§ ASSIGNED TASK
Where does the word "UnixStream" occur in the entries below? Copy every line that has it.

Collected data:
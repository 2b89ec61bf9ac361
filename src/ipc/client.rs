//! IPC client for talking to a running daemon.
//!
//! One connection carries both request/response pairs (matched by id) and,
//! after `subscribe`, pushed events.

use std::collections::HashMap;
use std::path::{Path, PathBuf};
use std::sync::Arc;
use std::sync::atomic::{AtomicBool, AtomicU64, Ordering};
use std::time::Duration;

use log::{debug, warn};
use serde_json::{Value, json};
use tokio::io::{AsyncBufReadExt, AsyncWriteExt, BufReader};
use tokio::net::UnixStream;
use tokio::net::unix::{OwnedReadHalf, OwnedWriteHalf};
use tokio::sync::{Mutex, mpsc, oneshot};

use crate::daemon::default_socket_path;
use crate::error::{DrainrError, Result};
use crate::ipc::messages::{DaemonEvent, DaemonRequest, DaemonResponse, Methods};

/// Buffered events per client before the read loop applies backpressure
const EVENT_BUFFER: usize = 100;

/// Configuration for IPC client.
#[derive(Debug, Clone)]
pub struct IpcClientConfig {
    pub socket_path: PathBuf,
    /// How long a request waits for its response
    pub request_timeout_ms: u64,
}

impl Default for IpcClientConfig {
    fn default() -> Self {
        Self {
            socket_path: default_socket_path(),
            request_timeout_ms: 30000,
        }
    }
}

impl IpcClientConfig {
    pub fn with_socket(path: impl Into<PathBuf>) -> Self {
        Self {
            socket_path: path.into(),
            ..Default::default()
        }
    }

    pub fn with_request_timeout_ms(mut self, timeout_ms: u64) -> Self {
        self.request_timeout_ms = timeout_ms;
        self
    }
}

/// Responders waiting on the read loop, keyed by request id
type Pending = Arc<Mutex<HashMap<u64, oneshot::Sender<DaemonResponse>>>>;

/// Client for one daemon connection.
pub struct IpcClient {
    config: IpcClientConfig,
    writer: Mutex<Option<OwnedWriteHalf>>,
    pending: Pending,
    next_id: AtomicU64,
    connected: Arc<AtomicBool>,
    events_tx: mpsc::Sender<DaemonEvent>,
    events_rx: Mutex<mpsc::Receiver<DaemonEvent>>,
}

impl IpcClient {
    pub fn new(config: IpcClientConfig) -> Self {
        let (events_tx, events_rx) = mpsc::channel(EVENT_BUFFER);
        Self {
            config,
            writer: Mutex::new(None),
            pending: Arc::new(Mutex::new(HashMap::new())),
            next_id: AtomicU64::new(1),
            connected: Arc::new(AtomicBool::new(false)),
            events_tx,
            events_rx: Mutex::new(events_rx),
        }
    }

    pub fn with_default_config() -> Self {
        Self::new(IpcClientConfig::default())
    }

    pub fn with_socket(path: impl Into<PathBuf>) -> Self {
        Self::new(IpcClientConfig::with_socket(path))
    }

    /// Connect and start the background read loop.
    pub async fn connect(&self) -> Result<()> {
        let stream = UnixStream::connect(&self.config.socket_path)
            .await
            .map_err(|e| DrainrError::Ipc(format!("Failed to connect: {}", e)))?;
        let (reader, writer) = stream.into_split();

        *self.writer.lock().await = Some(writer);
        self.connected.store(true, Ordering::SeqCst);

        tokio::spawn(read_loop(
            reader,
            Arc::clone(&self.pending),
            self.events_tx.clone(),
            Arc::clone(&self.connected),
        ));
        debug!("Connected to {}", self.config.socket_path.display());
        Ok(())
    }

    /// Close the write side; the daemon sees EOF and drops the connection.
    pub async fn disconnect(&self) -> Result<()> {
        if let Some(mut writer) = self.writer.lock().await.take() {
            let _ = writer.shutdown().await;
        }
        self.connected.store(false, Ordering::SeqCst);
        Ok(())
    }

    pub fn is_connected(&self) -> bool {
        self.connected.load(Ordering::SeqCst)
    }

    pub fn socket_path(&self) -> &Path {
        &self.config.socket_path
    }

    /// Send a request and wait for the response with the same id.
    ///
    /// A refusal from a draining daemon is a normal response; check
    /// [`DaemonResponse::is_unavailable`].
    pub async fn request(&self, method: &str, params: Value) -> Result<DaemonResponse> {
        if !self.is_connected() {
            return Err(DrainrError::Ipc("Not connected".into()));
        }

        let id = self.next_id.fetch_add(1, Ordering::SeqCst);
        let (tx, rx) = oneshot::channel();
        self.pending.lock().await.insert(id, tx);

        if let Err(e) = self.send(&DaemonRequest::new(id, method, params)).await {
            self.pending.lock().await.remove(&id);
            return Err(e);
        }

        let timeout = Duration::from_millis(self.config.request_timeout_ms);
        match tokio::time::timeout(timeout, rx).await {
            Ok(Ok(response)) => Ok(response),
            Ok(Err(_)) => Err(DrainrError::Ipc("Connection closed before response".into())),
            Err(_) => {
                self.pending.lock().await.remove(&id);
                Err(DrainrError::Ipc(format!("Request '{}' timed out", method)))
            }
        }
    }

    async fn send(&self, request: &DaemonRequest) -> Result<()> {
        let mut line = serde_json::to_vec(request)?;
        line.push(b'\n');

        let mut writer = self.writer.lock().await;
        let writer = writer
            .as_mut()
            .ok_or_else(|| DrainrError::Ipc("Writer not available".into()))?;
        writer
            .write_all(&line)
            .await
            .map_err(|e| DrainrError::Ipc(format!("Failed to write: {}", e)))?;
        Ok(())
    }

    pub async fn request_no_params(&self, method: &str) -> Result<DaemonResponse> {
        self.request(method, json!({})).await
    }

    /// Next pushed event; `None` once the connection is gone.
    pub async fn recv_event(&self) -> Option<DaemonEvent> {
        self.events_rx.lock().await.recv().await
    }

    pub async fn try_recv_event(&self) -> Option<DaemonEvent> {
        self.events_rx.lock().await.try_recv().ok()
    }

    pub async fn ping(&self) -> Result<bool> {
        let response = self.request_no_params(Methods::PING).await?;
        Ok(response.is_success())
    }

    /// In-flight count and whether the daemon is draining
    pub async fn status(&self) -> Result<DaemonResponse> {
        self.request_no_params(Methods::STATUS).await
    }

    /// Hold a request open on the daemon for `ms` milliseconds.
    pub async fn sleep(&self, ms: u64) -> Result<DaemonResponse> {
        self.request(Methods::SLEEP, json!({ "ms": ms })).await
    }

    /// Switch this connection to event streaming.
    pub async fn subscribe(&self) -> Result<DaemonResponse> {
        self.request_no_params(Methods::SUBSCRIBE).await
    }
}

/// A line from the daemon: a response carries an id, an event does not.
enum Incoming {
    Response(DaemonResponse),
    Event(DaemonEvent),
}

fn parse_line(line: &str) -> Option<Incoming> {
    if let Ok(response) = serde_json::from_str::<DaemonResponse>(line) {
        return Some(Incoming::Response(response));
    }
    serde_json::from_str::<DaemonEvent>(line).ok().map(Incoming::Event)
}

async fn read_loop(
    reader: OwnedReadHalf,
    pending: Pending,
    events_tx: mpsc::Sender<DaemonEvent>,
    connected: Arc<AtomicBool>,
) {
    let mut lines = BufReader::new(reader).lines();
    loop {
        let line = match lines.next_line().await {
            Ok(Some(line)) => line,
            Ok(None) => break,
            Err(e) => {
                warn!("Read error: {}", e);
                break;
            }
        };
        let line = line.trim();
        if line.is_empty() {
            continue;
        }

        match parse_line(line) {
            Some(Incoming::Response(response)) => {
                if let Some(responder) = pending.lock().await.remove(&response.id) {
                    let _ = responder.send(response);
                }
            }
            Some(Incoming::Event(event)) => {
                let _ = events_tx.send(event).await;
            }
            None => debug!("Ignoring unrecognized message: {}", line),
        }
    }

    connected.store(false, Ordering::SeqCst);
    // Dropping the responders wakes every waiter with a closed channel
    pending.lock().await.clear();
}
...
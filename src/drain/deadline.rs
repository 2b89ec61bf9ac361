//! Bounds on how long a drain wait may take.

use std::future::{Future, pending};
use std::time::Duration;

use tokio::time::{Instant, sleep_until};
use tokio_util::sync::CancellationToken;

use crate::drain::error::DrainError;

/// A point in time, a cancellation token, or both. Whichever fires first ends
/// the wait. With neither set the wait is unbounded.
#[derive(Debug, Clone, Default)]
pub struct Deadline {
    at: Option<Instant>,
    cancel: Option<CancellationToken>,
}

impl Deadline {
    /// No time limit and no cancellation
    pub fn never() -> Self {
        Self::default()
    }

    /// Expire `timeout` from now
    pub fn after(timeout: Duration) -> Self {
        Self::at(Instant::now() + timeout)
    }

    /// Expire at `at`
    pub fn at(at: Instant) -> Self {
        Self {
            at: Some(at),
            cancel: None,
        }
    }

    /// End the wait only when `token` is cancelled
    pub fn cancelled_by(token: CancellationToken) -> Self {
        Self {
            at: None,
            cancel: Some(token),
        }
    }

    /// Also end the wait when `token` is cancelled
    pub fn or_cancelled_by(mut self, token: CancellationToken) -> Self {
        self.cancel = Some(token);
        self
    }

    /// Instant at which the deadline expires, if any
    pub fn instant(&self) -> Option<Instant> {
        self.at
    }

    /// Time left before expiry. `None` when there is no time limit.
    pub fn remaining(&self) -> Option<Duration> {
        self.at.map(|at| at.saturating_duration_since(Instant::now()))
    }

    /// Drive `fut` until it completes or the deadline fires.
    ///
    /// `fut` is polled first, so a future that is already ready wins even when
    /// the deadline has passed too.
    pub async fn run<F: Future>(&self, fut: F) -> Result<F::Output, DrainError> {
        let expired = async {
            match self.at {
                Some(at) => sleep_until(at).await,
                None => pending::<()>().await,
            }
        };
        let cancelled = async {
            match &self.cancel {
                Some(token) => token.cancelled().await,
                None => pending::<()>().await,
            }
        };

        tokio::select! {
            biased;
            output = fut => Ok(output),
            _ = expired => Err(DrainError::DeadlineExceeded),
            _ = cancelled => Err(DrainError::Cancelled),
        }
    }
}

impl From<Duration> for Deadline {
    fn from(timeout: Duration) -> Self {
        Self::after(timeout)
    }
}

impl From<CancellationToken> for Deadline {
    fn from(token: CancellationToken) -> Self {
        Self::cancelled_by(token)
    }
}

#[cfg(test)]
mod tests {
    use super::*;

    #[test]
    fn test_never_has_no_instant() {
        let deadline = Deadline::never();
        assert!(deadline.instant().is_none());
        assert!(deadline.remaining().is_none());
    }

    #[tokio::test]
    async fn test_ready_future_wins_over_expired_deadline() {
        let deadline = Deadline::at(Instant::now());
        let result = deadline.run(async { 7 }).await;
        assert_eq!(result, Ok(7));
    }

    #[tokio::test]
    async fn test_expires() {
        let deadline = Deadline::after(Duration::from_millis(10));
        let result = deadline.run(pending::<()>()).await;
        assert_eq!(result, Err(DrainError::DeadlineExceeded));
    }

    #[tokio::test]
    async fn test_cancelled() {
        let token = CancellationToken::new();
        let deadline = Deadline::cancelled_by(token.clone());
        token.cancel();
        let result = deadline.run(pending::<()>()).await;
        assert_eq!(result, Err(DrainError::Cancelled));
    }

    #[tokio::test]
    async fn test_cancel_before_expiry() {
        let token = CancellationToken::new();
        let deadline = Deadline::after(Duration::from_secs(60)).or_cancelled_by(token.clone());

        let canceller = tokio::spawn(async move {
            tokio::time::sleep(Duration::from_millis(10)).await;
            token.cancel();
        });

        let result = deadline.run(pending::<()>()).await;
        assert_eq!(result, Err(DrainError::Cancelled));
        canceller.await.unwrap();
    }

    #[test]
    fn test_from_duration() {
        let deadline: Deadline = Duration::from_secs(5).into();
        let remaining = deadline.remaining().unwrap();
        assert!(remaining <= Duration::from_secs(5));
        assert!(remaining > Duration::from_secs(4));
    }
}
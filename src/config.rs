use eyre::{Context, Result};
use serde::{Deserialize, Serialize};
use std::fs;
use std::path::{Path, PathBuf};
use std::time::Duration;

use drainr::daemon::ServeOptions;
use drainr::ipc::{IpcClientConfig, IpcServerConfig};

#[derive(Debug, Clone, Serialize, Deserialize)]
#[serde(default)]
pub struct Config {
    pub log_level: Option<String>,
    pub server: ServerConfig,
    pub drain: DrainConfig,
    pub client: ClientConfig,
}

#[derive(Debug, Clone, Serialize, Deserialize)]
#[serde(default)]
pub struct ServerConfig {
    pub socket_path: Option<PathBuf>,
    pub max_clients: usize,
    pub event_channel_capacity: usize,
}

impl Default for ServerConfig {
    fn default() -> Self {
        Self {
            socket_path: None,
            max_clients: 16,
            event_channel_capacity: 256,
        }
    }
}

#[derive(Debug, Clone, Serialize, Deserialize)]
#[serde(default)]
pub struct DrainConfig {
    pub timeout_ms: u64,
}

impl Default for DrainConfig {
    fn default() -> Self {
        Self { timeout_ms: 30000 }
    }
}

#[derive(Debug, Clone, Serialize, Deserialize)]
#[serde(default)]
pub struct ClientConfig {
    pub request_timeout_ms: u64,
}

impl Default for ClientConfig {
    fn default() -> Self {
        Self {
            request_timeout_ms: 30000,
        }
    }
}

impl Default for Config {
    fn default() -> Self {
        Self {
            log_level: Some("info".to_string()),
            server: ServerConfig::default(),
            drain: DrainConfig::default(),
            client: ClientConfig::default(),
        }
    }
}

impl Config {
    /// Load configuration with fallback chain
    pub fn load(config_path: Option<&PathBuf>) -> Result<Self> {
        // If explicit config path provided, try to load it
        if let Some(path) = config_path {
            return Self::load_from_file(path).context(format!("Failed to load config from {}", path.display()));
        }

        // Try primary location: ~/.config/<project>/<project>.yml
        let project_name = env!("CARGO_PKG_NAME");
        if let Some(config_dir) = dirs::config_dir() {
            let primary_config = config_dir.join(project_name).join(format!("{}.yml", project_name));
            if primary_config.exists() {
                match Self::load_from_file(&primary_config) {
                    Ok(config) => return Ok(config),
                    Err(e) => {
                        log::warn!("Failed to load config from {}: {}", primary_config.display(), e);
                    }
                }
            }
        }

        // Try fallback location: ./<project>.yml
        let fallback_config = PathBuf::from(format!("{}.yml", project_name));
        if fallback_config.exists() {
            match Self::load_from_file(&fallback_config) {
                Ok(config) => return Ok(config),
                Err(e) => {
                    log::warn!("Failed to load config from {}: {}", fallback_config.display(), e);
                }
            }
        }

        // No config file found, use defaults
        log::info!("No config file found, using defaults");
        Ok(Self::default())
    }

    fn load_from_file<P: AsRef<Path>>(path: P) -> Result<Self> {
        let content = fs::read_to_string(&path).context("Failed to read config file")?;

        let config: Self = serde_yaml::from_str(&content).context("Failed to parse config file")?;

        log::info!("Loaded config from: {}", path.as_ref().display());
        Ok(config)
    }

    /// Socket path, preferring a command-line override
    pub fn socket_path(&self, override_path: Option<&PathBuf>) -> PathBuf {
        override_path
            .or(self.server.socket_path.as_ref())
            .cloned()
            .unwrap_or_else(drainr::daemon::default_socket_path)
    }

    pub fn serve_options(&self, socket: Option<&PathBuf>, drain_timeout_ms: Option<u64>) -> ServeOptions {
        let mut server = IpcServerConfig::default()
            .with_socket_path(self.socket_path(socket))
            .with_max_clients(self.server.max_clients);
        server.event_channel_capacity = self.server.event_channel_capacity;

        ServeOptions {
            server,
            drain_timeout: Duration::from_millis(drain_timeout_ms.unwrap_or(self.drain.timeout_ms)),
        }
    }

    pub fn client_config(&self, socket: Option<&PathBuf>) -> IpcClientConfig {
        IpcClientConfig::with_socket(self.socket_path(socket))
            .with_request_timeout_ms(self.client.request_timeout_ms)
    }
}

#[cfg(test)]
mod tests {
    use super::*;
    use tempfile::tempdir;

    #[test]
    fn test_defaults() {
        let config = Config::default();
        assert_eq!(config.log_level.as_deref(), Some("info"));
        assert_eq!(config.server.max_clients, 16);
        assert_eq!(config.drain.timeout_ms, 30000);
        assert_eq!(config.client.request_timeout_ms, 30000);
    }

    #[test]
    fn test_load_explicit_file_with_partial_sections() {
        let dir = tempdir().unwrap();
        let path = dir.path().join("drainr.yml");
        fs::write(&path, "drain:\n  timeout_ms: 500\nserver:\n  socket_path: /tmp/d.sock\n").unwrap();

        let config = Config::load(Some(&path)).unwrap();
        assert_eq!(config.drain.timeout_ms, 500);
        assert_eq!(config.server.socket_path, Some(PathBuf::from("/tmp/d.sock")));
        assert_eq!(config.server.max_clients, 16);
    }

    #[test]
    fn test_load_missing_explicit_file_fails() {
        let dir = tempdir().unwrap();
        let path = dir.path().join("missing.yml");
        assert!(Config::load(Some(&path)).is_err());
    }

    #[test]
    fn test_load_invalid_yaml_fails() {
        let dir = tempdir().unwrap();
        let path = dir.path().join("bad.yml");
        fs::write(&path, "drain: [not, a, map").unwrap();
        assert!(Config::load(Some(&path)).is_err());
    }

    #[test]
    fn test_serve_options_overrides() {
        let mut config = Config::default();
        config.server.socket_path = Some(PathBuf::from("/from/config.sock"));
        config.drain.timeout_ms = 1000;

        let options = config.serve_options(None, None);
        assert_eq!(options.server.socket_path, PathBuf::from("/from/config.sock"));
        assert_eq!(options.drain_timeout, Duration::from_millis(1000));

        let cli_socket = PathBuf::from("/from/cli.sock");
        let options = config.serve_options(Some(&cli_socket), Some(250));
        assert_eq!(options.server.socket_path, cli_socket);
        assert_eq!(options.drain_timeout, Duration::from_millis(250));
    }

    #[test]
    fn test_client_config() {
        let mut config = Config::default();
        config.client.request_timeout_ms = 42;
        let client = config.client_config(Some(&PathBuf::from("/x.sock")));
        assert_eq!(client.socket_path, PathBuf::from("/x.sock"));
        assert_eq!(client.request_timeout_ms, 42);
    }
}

§ TASK ANSWER
use tokio::net::UnixStream;
        let stream = UnixStream::connect(&self.config.socket_path)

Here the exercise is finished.